WHAT TO DO>
Check each line of the records for "HttpServerClient"; collect those that have it.

Stored dataset items>
--*--
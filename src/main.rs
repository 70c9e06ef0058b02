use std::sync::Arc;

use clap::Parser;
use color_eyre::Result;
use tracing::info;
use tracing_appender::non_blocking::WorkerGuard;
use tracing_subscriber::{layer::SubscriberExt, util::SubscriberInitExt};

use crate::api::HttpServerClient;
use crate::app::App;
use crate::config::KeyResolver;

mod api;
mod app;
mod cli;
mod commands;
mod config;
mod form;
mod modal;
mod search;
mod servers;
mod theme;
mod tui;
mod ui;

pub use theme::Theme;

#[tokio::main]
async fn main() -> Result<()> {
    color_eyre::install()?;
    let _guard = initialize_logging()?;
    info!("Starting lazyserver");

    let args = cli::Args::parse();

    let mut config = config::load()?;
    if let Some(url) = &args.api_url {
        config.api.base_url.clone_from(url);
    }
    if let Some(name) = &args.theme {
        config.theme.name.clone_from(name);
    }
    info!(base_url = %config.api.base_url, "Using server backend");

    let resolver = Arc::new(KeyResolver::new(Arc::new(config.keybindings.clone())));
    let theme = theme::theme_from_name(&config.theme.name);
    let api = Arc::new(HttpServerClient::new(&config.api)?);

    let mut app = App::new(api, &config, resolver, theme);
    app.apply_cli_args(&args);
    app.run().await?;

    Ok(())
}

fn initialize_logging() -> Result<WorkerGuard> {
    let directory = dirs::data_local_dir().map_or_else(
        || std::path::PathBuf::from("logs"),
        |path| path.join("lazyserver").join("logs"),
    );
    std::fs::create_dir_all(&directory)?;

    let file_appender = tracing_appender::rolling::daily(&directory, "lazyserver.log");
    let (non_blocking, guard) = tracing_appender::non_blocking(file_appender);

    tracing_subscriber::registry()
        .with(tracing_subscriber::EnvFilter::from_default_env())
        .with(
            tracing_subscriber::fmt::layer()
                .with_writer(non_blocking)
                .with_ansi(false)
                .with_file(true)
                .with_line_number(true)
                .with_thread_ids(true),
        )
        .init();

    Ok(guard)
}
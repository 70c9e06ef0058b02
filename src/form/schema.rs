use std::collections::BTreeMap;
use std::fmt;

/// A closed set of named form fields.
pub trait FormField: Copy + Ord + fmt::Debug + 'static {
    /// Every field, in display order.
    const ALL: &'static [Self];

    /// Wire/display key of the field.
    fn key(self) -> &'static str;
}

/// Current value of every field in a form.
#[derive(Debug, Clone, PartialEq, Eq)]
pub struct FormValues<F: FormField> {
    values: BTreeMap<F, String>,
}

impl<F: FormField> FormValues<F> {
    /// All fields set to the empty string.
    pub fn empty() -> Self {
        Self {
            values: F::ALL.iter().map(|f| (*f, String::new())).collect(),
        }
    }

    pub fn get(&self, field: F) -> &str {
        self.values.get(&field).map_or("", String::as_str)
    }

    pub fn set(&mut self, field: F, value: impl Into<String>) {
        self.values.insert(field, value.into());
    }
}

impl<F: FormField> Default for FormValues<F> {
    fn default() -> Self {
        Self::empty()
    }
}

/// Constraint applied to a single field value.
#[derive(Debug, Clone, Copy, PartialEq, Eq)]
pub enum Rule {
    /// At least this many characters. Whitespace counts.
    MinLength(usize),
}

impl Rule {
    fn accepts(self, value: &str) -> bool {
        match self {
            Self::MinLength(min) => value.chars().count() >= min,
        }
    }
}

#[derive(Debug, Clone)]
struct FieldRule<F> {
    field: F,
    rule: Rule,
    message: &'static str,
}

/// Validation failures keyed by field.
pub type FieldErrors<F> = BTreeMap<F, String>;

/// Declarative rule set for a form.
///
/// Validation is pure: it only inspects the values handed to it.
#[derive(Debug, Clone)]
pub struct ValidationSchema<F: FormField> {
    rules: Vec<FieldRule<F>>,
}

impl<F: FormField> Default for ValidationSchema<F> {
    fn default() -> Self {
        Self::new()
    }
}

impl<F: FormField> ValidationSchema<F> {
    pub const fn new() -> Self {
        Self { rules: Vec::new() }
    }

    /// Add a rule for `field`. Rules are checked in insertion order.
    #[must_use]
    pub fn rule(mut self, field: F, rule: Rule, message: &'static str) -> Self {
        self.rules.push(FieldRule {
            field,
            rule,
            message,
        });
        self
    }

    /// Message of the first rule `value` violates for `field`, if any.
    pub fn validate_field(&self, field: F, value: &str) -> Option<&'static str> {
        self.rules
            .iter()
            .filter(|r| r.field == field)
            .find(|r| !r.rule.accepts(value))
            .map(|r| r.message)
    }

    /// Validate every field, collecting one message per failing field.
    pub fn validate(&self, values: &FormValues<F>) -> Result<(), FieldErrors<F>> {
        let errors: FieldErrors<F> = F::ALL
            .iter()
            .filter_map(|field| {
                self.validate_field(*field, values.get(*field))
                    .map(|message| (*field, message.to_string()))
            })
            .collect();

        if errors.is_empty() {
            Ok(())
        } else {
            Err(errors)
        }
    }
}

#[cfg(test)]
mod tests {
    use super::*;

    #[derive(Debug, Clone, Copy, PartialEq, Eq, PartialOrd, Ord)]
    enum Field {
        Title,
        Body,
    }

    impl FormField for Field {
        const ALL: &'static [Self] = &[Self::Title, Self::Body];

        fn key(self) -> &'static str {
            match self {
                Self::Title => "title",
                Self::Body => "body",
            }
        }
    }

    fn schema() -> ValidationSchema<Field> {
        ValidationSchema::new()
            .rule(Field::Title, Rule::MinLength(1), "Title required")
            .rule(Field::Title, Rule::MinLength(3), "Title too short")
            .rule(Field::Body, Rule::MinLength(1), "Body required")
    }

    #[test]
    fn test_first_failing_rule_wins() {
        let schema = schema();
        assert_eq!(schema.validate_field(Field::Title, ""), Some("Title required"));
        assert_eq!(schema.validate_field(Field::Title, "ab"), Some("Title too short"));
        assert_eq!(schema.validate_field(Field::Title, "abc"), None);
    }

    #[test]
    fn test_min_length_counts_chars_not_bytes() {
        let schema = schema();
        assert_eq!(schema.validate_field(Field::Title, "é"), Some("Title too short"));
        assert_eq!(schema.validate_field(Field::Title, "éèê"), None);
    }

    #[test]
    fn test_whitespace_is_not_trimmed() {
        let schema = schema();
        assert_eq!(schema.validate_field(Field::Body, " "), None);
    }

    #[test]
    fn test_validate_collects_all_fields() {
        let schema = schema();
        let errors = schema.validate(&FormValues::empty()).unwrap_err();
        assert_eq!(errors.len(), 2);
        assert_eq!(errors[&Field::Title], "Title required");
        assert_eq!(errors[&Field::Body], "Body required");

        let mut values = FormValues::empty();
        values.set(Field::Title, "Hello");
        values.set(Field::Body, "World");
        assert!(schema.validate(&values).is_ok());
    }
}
--*--
ANSWER SPACE>
use crate::api::HttpServerClient;
    let api = Arc::new(HttpServerClient::new(&config.api)?);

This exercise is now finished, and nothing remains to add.